Церковь, названная в честь Димитрия Солунского, была на самом деле довольно маленькой часовенкой. Даже такие дела уже были поставлены на современную основу. На столике при входе красивые иконы в пластмассовых и деревянных окладах, пластиковые шарики со свечами внутри и выведенным наружу фитилём… Пластик разноцветный – голубой, розовый, зелёный. Какой-то празднично радостный и совсем инородный для истинно верующих. Почему-то мне показалось именно так. Там же привычные свечи разной длины и толщины, стопки бумажечек, распечатанных в эконом-режиме, с надписями «За здравие» и «За упокой». За столиком пономарь с пачкой купюр.
- Четыре свечи. И вот ещё… за здравие и за упокой. Сколько с меня? – спросил я, выбирая свечи поровнее.
- Свечи эти по 2 гривны. А за службу – сколько дадите! – ответил он, разводя руками.
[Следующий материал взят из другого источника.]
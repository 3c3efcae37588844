use chrono::{DateTime, Utc};
use thiserror::Error;

#[derive(Debug, Error)]
pub enum SeedError {
    #[error("failed to clear transactions: {0}")]
    ClearTransactions(#[source] sqlx::Error),

    #[error("failed to clear customers: {0}")]
    ClearCustomers(#[source] sqlx::Error),

    #[error("failed to reset transaction ids: {0}")]
    ResetTransactionIds(#[source] sqlx::Error),

    #[error("failed to reset customer ids: {0}")]
    ResetCustomerIds(#[source] sqlx::Error),

    #[error("failed to insert customer {index}: {source}")]
    InsertCustomer { index: u32, source: sqlx::Error },

    #[error("failed to insert transaction {index}: {source}")]
    InsertTransaction { index: u32, source: sqlx::Error },

    #[error("invalid date range: {end} is not after {start}")]
    InvalidDateRange {
        start: DateTime<Utc>,
        end: DateTime<Utc>,
    },

    #[error("cannot generate {0} transactions without customers")]
    NoCustomers(u32),
}
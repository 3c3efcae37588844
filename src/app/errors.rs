use axum::http::StatusCode;

use super::models::api_error::ApiError;

#[derive(Debug)]
pub enum DefaultApiError {
    InternalServerError(String),
}

impl DefaultApiError {
    pub fn value(&self) -> ApiError {
        match self {
            Self::InternalServerError(message) => ApiError {
                code: StatusCode::INTERNAL_SERVER_ERROR,
                message: message.to_string(),
            },
        }
    }
}
use crate::app::{
    errors::DefaultApiError, models::api_error::ApiError, store::Store, util::time,
};

use super::{
    dtos::{create_customer_dto::CreateCustomerDto, edit_customer_dto::EditCustomerDto},
    errors::CustomersApiError,
    models::{
        customer::{Customer, NewCustomer},
        customer_summary::CustomerSummary,
    },
};

const SUMMARY_WINDOW_MONTHS: u32 = 12;

/// Ids arrive as path text. Anything that is not a valid id matches no customer.
pub fn parse_customer_id(id: &str) -> Option<i64> {
    id.parse::<i64>().ok()
}

pub async fn create_customer(
    dto: &CreateCustomerDto,
    store: &dyn Store,
) -> Result<Customer, ApiError> {
    let new_customer = NewCustomer::new(dto, time::current_time());

    match store.insert_customer(&new_customer).await {
        Ok(customer) => Ok(customer),
        Err(e) => {
            tracing::error!(%e);
            Err(DefaultApiError::InternalServerError(e.to_string()).value())
        }
    }
}

pub async fn get_customers(store: &dyn Store) -> Result<Vec<Customer>, ApiError> {
    match store.get_customers().await {
        Ok(customers) => Ok(customers),
        Err(e) => {
            tracing::error!(%e);
            Err(DefaultApiError::InternalServerError(e.to_string()).value())
        }
    }
}

pub async fn get_customer_by_id(id: &str, store: &dyn Store) -> Result<Customer, ApiError> {
    let Some(id) = parse_customer_id(id)
    else {
        return Err(CustomersApiError::CustomerNotFound.value());
    };

    match store.get_customer_by_id(id).await {
        Ok(customer) => match customer {
            Some(customer) => Ok(customer),
            None => Err(CustomersApiError::CustomerNotFound.value()),
        },
        Err(e) => {
            tracing::error!(%e);
            Err(DefaultApiError::InternalServerError(e.to_string()).value())
        }
    }
}

pub async fn get_customer_summary_by_id(
    id: &str,
    store: &dyn Store,
) -> Result<CustomerSummary, ApiError> {
    let customer = get_customer_by_id(id, store).await?;
    let since = time::months_before(time::current_time(), SUMMARY_WINDOW_MONTHS);

    match store.sum_borrow_fees_since(customer.id, since).await {
        Ok(total_amount_last_year) => Ok(CustomerSummary {
            customer,
            total_amount_last_year,
        }),
        Err(e) => {
            tracing::error!(%e);
            Err(DefaultApiError::InternalServerError(e.to_string()).value())
        }
    }
}

pub async fn edit_customer_by_id(
    id: &str,
    dto: &EditCustomerDto,
    store: &dyn Store,
) -> Result<Customer, ApiError> {
    let Some(id) = parse_customer_id(id)
    else {
        return Err(CustomersApiError::CustomerNotFound.value());
    };

    match store.edit_customer_by_id(id, &dto.name, &dto.email).await {
        Ok(customer) => match customer {
            Some(customer) => Ok(customer),
            None => Err(CustomersApiError::CustomerNotFound.value()),
        },
        Err(e) => {
            tracing::error!(%e);
            Err(DefaultApiError::InternalServerError(e.to_string()).value())
        }
    }
}
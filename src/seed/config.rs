use crate::app::env::Envy;

pub const REGISTRATION_WINDOW_MONTHS: u32 = 24;
pub const TRANSACTION_WINDOW_MONTHS: u32 = 18;

/// Chance that a transaction is redrawn from the head of the customer list.
pub const HEAD_PROBABILITY: f64 = 0.7;
/// The head is the first `len / HEAD_DIVISOR` customers.
pub const HEAD_DIVISOR: usize = 2;

pub const FEE_MIN: f64 = 10.0;
pub const FEE_SPAN: f64 = 9999.0;

pub const DEFAULT_CUSTOMERS: u32 = 1000;
pub const DEFAULT_TRANSACTIONS: u32 = 5000;

#[derive(Debug, Clone, Copy, PartialEq)]
pub struct SkewPolicy {
    pub head_probability: f64,
    pub head_divisor: usize,
}

impl Default for SkewPolicy {
    fn default() -> Self {
        Self {
            head_probability: HEAD_PROBABILITY,
            head_divisor: HEAD_DIVISOR,
        }
    }
}

impl SkewPolicy {
    pub fn head_len(&self, len: usize) -> usize {
        len.checked_div(self.head_divisor).unwrap_or(0)
    }
}

#[derive(Debug, Clone, Copy, PartialEq)]
pub struct SeedOptions {
    pub customers: u32,
    pub transactions: u32,
    pub skew: SkewPolicy,
}

impl Default for SeedOptions {
    fn default() -> Self {
        Self {
            customers: DEFAULT_CUSTOMERS,
            transactions: DEFAULT_TRANSACTIONS,
            skew: SkewPolicy::default(),
        }
    }
}

impl SeedOptions {
    pub fn from_envy(envy: &Envy) -> Self {
        Self {
            customers: envy.seed_customers.unwrap_or(DEFAULT_CUSTOMERS),
            transactions: envy.seed_transactions.unwrap_or(DEFAULT_TRANSACTIONS),
            skew: SkewPolicy::default(),
        }
    }
}
use sqlx::{Executor, PgPool};

use crate::{customers::store::CustomerStore, transactions::store::TransactionStore};

#[cfg(test)]
pub mod memory;

const SCHEMA: &str = include_str!("../../../sql/schema.sql");

pub trait Store: CustomerStore + TransactionStore {}

impl<T> Store for T where T: CustomerStore + TransactionStore {}

pub async fn ensure_schema(pool: &PgPool) -> Result<(), sqlx::Error> {
    pool.execute(SCHEMA).await.map(|_| ())
}
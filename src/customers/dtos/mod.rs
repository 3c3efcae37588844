pub mod create_customer_dto;
pub mod edit_customer_dto;
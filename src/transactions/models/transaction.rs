use chrono::{DateTime, Utc};
use serde::Serialize;
use sqlx::FromRow;

#[derive(Debug, Clone, PartialEq, Serialize, FromRow)]
pub struct Transaction {
    pub id: i64,
    pub customer_id: i64,
    pub borrow_fee: f64,
    pub transaction_date: DateTime<Utc>,
    pub transaction_count: i32,
}

#[derive(Debug, Clone)]
pub struct NewTransaction {
    pub customer_id: i64,
    pub borrow_fee: f64,
    pub transaction_date: DateTime<Utc>,
    pub transaction_count: i32,
}
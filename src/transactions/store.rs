use async_trait::async_trait;
use chrono::{DateTime, Utc};
use sqlx::PgPool;

use super::models::transaction::{NewTransaction, Transaction};

#[async_trait]
pub trait TransactionStore: Send + Sync {
    async fn insert_transaction(
        &self,
        transaction: &NewTransaction,
    ) -> Result<Transaction, sqlx::Error>;

    async fn get_transactions_between(
        &self,
        customer_id: i64,
        start: DateTime<Utc>,
        end: DateTime<Utc>,
    ) -> Result<Vec<Transaction>, sqlx::Error>;

    /// Sum of fees with `transaction_date > since`, zero when there are none.
    async fn sum_borrow_fees_since(
        &self,
        customer_id: i64,
        since: DateTime<Utc>,
    ) -> Result<f64, sqlx::Error>;

    async fn delete_all_transactions(&self) -> Result<(), sqlx::Error>;

    async fn reset_transaction_ids(&self) -> Result<(), sqlx::Error>;
}

#[async_trait]
impl TransactionStore for PgPool {
    async fn insert_transaction(
        &self,
        transaction: &NewTransaction,
    ) -> Result<Transaction, sqlx::Error> {
        sqlx::query_as::<_, Transaction>(
            "
            INSERT INTO transactions (
                customer_id, borrow_fee, transaction_date, transaction_count
            )
            VALUES ($1, $2, $3, $4)
            RETURNING id, customer_id, borrow_fee, transaction_date, transaction_count
            ",
        )
        .bind(transaction.customer_id)
        .bind(transaction.borrow_fee)
        .bind(transaction.transaction_date)
        .bind(transaction.transaction_count)
        .fetch_one(self)
        .await
    }

    async fn get_transactions_between(
        &self,
        customer_id: i64,
        start: DateTime<Utc>,
        end: DateTime<Utc>,
    ) -> Result<Vec<Transaction>, sqlx::Error> {
        sqlx::query_as::<_, Transaction>(
            "
            SELECT id, customer_id, borrow_fee, transaction_date, transaction_count
            FROM transactions
            WHERE customer_id = $1 AND transaction_date BETWEEN $2 AND $3
            ORDER BY transaction_date, id
            ",
        )
        .bind(customer_id)
        .bind(start)
        .bind(end)
        .fetch_all(self)
        .await
    }

    async fn sum_borrow_fees_since(
        &self,
        customer_id: i64,
        since: DateTime<Utc>,
    ) -> Result<f64, sqlx::Error> {
        sqlx::query_scalar::<_, f64>(
            "
            SELECT COALESCE(SUM(borrow_fee), 0)::DOUBLE PRECISION FROM transactions
            WHERE customer_id = $1 AND transaction_date > $2
            ",
        )
        .bind(customer_id)
        .bind(since)
        .fetch_one(self)
        .await
    }

    async fn delete_all_transactions(&self) -> Result<(), sqlx::Error> {
        sqlx::query("DELETE FROM transactions")
            .execute(self)
            .await
            .map(|_| ())
    }

    async fn reset_transaction_ids(&self) -> Result<(), sqlx::Error> {
        sqlx::query("SELECT setval(pg_get_serial_sequence('transactions', 'id'), 1, false)")
            .execute(self)
            .await
            .map(|_| ())
    }
}
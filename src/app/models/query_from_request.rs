use axum::extract::Query;
use axum_macros::FromRequestParts;

use super::api_error::ApiError;

#[derive(FromRequestParts)]
#[from_request(via(Query), rejection(ApiError))]
pub struct QueryFromRequest<T>(pub T);
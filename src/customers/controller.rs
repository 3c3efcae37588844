use axum::{
    extract::{Path, State},
    http::StatusCode,
    Json,
};

use crate::{
    app::models::{api_error::ApiError, json_from_request::JsonFromRequest},
    AppState,
};

use super::{
    dtos::{create_customer_dto::CreateCustomerDto, edit_customer_dto::EditCustomerDto},
    models::{customer::Customer, customer_summary::CustomerSummary},
    service,
};

pub async fn create_customer(
    State(state): State<AppState>,
    JsonFromRequest(dto): JsonFromRequest<CreateCustomerDto>,
) -> Result<(StatusCode, Json<Customer>), ApiError> {
    match service::create_customer(&dto, state.store.as_ref()).await {
        Ok(customer) => Ok((StatusCode::CREATED, Json(customer))),
        Err(e) => Err(e),
    }
}

pub async fn get_customers(
    State(state): State<AppState>,
) -> Result<Json<Vec<Customer>>, ApiError> {
    match service::get_customers(state.store.as_ref()).await {
        Ok(customers) => Ok(Json(customers)),
        Err(e) => Err(e),
    }
}

pub async fn get_customer_by_id(
    State(state): State<AppState>,
    Path(id): Path<String>,
) -> Result<Json<CustomerSummary>, ApiError> {
    match service::get_customer_summary_by_id(&id, state.store.as_ref()).await {
        Ok(summary) => Ok(Json(summary)),
        Err(e) => Err(e),
    }
}

pub async fn edit_customer_by_id(
    State(state): State<AppState>,
    Path(id): Path<String>,
    JsonFromRequest(dto): JsonFromRequest<EditCustomerDto>,
) -> Result<Json<Customer>, ApiError> {
    match service::edit_customer_by_id(&id, &dto, state.store.as_ref()).await {
        Ok(customer) => Ok(Json(customer)),
        Err(e) => Err(e),
    }
}
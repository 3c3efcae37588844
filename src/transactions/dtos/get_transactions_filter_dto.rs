use axum::http::StatusCode;
use chrono::{DateTime, Utc};
use serde::Deserialize;

use crate::app::{models::api_error::ApiError, util::time};

#[derive(Debug, Deserialize)]
pub struct GetTransactionsFilterDto {
    pub start_date: String,
    pub end_date: String,
}

impl GetTransactionsFilterDto {
    /// Both bounds are inclusive. A bare date as `end_date` covers that whole day.
    pub fn to_range(&self) -> Result<(DateTime<Utc>, DateTime<Utc>), ApiError> {
        let Some(start) = time::parse_range_start(&self.start_date)
        else {
            return Err(ApiError {
                code: StatusCode::BAD_REQUEST,
                message: "start_date must be an RFC 3339 timestamp or YYYY-MM-DD.".to_string(),
            });
        };

        let Some(end) = time::parse_range_end(&self.end_date)
        else {
            return Err(ApiError {
                code: StatusCode::BAD_REQUEST,
                message: "end_date must be an RFC 3339 timestamp or YYYY-MM-DD.".to_string(),
            });
        };

        Ok((start, end))
    }
}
Протягиваю двадцатку. Интересно, почему он заправил крест за отворот рясы? Только цепь торчит. Похож больше на братка родом из девяностых. А пономарь уже подходит к игуменьям, собирающим пожертвования в виде продуктов. О чём-то переговорили, мужчина широко ухмыльнулся, а женщина постарше достала из корзины с подаренным бутылку с соком. Открыла, жадно сделала пару глотков. Забыла видать, что это собирают для нищих и бездомных. Жара всё-таки на улице.
Заполнил бумажки, поставил свечи. Вышел из часовни. Коротко перекрестился на прощание. Снова стою в очереди к крану. Мать всегда говорила, что после кладбища нужно вымыть руки у ворот. Огромный самосвальный кузов, приспособленный под мусор, уже доверху заполнен корнями цветов, пустыми бутылками, объедками и прочим хламом. Вымыв руки, иду к воротам. На выходе оглядываюсь, окидывая последним взглядом галдящую, занятую каждый своим делом толпу. Ощущение лёгкой грусти. Странно…почему? Чувствуешь себя просто песчинкой в людском море. В нём так легко раствориться.